> **Work to complete**
What lines below contain the word "Some"? Please pull each one out.
** Entries provided follows **
//! Integration tests for Bazaar.
//!
//! # Running Tests
//!
//! ```bash
//! cargo test -p bazaar-integration-tests
//! ```
//!
//! Tests run against [`MockBackend`], an in-process `axum` server bound to a
//! random local port that imitates the Bazaar backend's cart, product, OTP
//! and order endpoints. No external services are needed.
//!
//! # Test Categories
//!
//! - `cart_gateway` - HTTP cart gateway wire behavior
//! - `catalog` - Product list caching and cancel-and-replace
//! - `login_flow` - OTP sign-in and cart reconciliation end to end
//! - `checkout` - Order placement and payment initiation

use std::collections::BTreeMap;
use std::sync::{Arc, Mutex, MutexGuard, PoisonError};
use std::time::Duration;

use axum::extract::{Path, State};
use axum::http::{HeaderMap, StatusCode};
use axum::response::{IntoResponse, Response};
use axum::routing::{get, post};
use axum::{Json, Router};
use base64::Engine;
use base64::engine::general_purpose::URL_SAFE_NO_PAD;
use bazaar_client::ClientConfig;
use serde_json::{Value, json};
use tokio::net::TcpListener;
use tokio::task::JoinHandle;

/// OTP the mock backend accepts.
pub const VALID_OTP: &str = "1234";

/// User id carried in [`session_token`].
pub const USER_ID: &str = "user-1";

/// A JWT-shaped token for [`USER_ID`], as the backend issues on verification.
#[must_use]
pub fn session_token() -> String {
    let payload = URL_SAFE_NO_PAD.encode(format!(r#"{{"id":"{USER_ID}","iat":1700000000}}"#));
    format!("eyJhbGciOiJIUzI1NiIsInR5cCI6IkpXVCJ9.{payload}.c2lnbmF0dXJl")
}

/// A request the mock received.
#[derive(Debug, Clone)]
pub struct Recorded {
    pub path: String,
    pub body: Value,
}

/// How the mock misbehaves.
#[derive(Debug, Clone, Copy, Default, PartialEq, Eq)]
pub enum AuthFailure {
    /// Accept the session token.
    #[default]
    None,
    /// Answer authenticated calls with 401.
    Unauthorized,
    /// Answer authenticated calls with the backend's JWT error (HTTP 500).
    JwtError,
}

/// Mutable backend state, inspectable from tests.
#[derive(Debug, Default)]
pub struct MockState {
    pub cart: BTreeMap<String, BTreeMap<String, u64>>,
    pub products: Vec<Value>,
    pub requests: Vec<Recorded>,
    /// Number of upcoming cart writes to fail with HTTP 500.
    pub failing_cart_writes: usize,
    /// Cart lines whose `update` always fails with HTTP 500.
    pub failing_products: Vec<String>,
    pub auth_failure: AuthFailure,
    pub product_list_delay: Option<Duration>,
    pub product_list_hits: usize,
}

type Shared = Arc<Mutex<MockState>>;

/// In-process imitation of the Bazaar backend.
///
/// The server task is aborted on drop.
pub struct MockBackend {
    base_url: String,
    state: Shared,
    task: JoinHandle<()>,
}

impl MockBackend {
    /// Start the server on a random local port.
    ///
    /// # Errors
    ///
    /// Returns an error if no local port can be bound.
    pub async fn start() -> std::io::Result<Self> {
        let state = Shared::default();
        let listener = TcpListener::bind("127.0.0.1:0").await?;
        let addr = listener.local_addr()?;

        let router = Router::new()
            .route("/api/cart", get(cart_get))
            .route("/api/cart/add", post(cart_add))
            .route("/api/cart/update", post(cart_update))
            .route("/api/cart/clear", post(cart_clear))
            .route("/api/product/list", get(product_list))
            .route("/api/user/{action}", post(user_action))
            .route("/api/order/{method}", post(order_action))
            .with_state(Arc::clone(&state));

        let task = tokio::spawn(async move {
            // Ends when the task is aborted.
            let _ = axum::serve(listener, router).await;
        });

        Ok(Self {
            base_url: format!("http://{addr}/api"),
            state,
            task,
        })
    }

    /// Base URL including the `/api` prefix.
    #[must_use]
    pub fn base_url(&self) -> &str {
        &self.base_url
    }

    /// Client configuration pointing at this backend.
    ///
    /// # Panics
    ///
    /// Never; the base URL is always well formed.
    #[must_use]
    #[allow(clippy::unwrap_used)]
    pub fn config(&self) -> ClientConfig {
        ClientConfig::with_api_url(&self.base_url).unwrap()
    }

    /// Lock the backend state for setup or inspection.
    pub fn state(&self) -> MutexGuard<'_, MockState> {
        lock(&self.state)
    }

    /// Replace the server cart.
    pub fn set_cart(&self, cart: Value) {
        self.state().cart = serde_json::from_value(cart).unwrap_or_default();
    }

    /// Server cart as JSON.
    #[must_use]
    pub fn cart(&self) -> Value {
        json!(self.state().cart)
    }

    /// Paths of every request received, in order.
    #[must_use]
    pub fn paths(&self) -> Vec<String> {
        self.state().requests.iter().map(|r| r.path.clone()).collect()
    }

    /// Bodies received on `path`.
    #[must_use]
    pub fn bodies(&self, path: &str) -> Vec<Value> {
        self.state()
            .requests
            .iter()
            .filter(|r| r.path == path)
            .map(|r| r.body.clone())
            .collect()
    }
}

impl Drop for MockBackend {
    fn drop(&mut self) {
        self.task.abort();
    }
}

fn lock(state: &Shared) -> MutexGuard<'_, MockState> {
    state.lock().unwrap_or_else(PoisonError::into_inner)
}

fn record(state: &Shared, path: &str, body: Value) {
    lock(state).requests.push(Recorded {
        path: path.to_string(),
        body,
    });
}

fn reply(status: StatusCode, body: Value) -> Response {
    (status, Json(body)).into_response()
}

/// Check credentials the way the backend middleware does.
fn authorize(state: &Shared, headers: &HeaderMap, header: &str) -> Result<(), Response> {
    let failure = lock(state).auth_failure;
    let expected = session_token();
    let presented = headers
        .get(header)
        .and_then(|v| v.to_str().ok())
        .map(|v| v.trim_start_matches("Bearer ").to_string());

    match (failure, presented) {
        (AuthFailure::None, Some(token)) if token == expected => Ok(()),
        (AuthFailure::JwtError, Some(_)) => Err(reply(
            StatusCode::INTERNAL_SERVER_ERROR,
            json!({"success": false, "data": {"error": {"name": "JsonWebTokenError"}}}),
        )),
        _ => Err(reply(
            StatusCode::UNAUTHORIZED,
            json!({"success": false, "message": "Not Authorized Login Again"}),
        )),
    }
}

fn take_write_failure(state: &Shared) -> bool {
    let mut state = lock(state);
    if state.failing_cart_writes > 0 {
        state.failing_cart_writes -= 1;
        true
    } else {
        false
    }
}

fn server_error() -> Response {
    reply(
        StatusCode::INTERNAL_SERVER_ERROR,
        json!({"success": false, "message": "database unavailable"}),
    )
}

fn line(body: &Value) -> Option<(String, String)> {
    let product_id = body.get("productId")?.as_str()?.to_string();
    let size = body.get("size")?.as_str()?.to_string();
    Some((product_id, size))
}

async fn cart_get(State(state): State<Shared>, headers: HeaderMap) -> Response {
    record(&state, "cart", Value::Null);
    if let Err(response) = authorize(&state, &headers, "authorization") {
        return response;
    }
    let cart = json!(lock(&state).cart);
    reply(StatusCode::OK, json!({"success": true, "cartData": cart}))
}

async fn cart_add(
    State(state): State<Shared>,
    headers: HeaderMap,
    Json(body): Json<Value>,
) -> Response {
    record(&state, "cart/add", body.clone());
    if let Err(response) = authorize(&state, &headers, "authorization") {
        return response;
    }
    if take_write_failure(&state) {
        return server_error();
    }
    let Some((product_id, size)) = line(&body) else {
        return reply(StatusCode::BAD_REQUEST, json!({"success": false, "message": "bad line"}));
    };
    *lock(&state)
        .cart
        .entry(product_id)
        .or_default()
        .entry(size)
        .or_insert(0) += 1;
    reply(StatusCode::OK, json!({"success": true, "message": "Added To Cart"}))
}

async fn cart_update(
    State(state): State<Shared>,
    headers: HeaderMap,
    Json(body): Json<Value>,
) -> Response {
    record(&state, "cart/update", body.clone());
    if let Err(response) = authorize(&state, &headers, "authorization") {
        return response;
    }
    let Some((product_id, size)) = line(&body) else {
        return reply(StatusCode::BAD_REQUEST, json!({"success": false, "message": "bad line"}));
    };
    if take_write_failure(&state) || lock(&state).failing_products.contains(&product_id) {
        return server_error();
    }
    let quantity = body.get("quantity").and_then(Value::as_u64).unwrap_or(0);

    let mut guard = lock(&state);
    if quantity == 0 {
        if let Some(sizes) = guard.cart.get_mut(&product_id) {
            sizes.remove(&size);
            if sizes.is_empty() {
                guard.cart.remove(&product_id);
            }
        }
    } else {
        guard.cart.entry(product_id).or_default().insert(size, quantity);
    }
    drop(guard);
    reply(StatusCode::OK, json!({"success": true, "message": "Cart Updated"}))
}

async fn cart_clear(State(state): State<Shared>, headers: HeaderMap) -> Response {
    record(&state, "cart/clear", Value::Null);
    if let Err(response) = authorize(&state, &headers, "authorization") {
        return response;
    }
    if take_write_failure(&state) {
        return server_error();
    }
    lock(&state).cart.clear();
    reply(StatusCode::OK, json!({"success": true}))
}

async fn product_list(State(state): State<Shared>) -> Response {
    record(&state, "product/list", Value::Null);
    let delay = {
        let mut guard = lock(&state);
        guard.product_list_hits += 1;
        guard.product_list_delay
    };
    if let Some(delay) = delay {
        tokio::time::sleep(delay).await;
    }
    let products = lock(&state).products.clone();
    reply(StatusCode::OK, json!({"success": true, "products": products}))
}

async fn user_action(
    State(state): State<Shared>,
    Path(action): Path<String>,
    Json(body): Json<Value>,
) -> Response {
    record(&state, &format!("user/{action}"), body.clone());
    match action.as_str() {
        "sendOTP" | "resendOTP" | "sendOTPAdmin" => {
            reply(StatusCode::OK, json!({"success": true, "message": "OTP sent successfully"}))
        }
        "verifyOTP" if body.get("otp").and_then(Value::as_str) == Some(VALID_OTP) => reply(
            StatusCode::OK,
            json!({
                "success": true,
                "token": session_token(),
                "email": body.get("email").cloned().unwrap_or(Value::Null),
                "message": "Login successful"
            }),
        ),
        "verifyOTP" => reply(StatusCode::OK, json!({"success": false, "message": "Invalid OTP"})),
        _ => reply(StatusCode::NOT_FOUND, json!({"success": false, "message": "not found"})),
    }
}

#[allow(clippy::cast_possible_truncation, clippy::cast_sign_loss)]
async fn order_action(
    State(state): State<Shared>,
    Path(method): Path<String>,
    headers: HeaderMap,
    Json(body): Json<Value>,
) -> Response {
    record(&state, &format!("order/{method}"), body.clone());
    if let Err(response) = authorize(&state, &headers, "token") {
        return response;
    }
    if body.get("userId").and_then(Value::as_str) != Some(USER_ID) {
        return reply(StatusCode::OK, json!({"success": false, "message": "unknown user"}));
    }

    match method.as_str() {
        "place" => {
            lock(&state).cart.clear();
            reply(StatusCode::OK, json!({"success": true, "message": "Order Placed"}))
        }
        "stripe" => reply(
            StatusCode::OK,
            json!({"success": true, "session_url": "https://checkout.stripe.com/c/pay/cs_test_a1"}),
        ),
        "razorpay" => {
            let paise = body
                .get("amount")
                .and_then(Value::as_f64)
                .map_or(0, |amount| (amount * 100.0).round() as u64);
            reply(
                StatusCode::OK,
                json!({
                    "success": true,
                    "order": {
                        "id": "order_Mock123",
                        "amount": paise,
                        "currency": "INR",
                        "receipt": "order-db-1",
                        "status": "created"
                    }
                }),
            )
        }
        "verifyRazorpay" => {
            let valid = body.get("razorpay_signature").and_then(Value::as_str) == Some("valid");
            if valid {
                lock(&state).cart.clear();
                reply(StatusCode::OK, json!({"success": true, "message": "Payment Successful"}))
            } else {
                reply(StatusCode::OK, json!({"success": false, "message": "Payment Failed"}))
            }
        }
        _ => reply(StatusCode::NOT_FOUND, json!({"success": false, "message": "not found"})),
    }
}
** End of Entries provided **
> **Your solution**
        (AuthFailure::None, Some(token)) if token == expected => Ok(()),
        (AuthFailure::JwtError, Some(_)) => Err(reply(
    Some((product_id, size))
    let Some((product_id, size)) = line(&body) else {
    let Some((product_id, size)) = line(&body) else {
        if let Some(sizes) = guard.cart.get_mut(&product_id) {
    if let Some(delay) = delay {
        "verifyOTP" if body.get("otp").and_then(Value::as_str) == Some(VALID_OTP) => reply(
    if body.get("userId").and_then(Value::as_str) != Some(USER_ID) {
            let valid = body.get("razorpay_signature").and_then(Value::as_str) == Some("valid");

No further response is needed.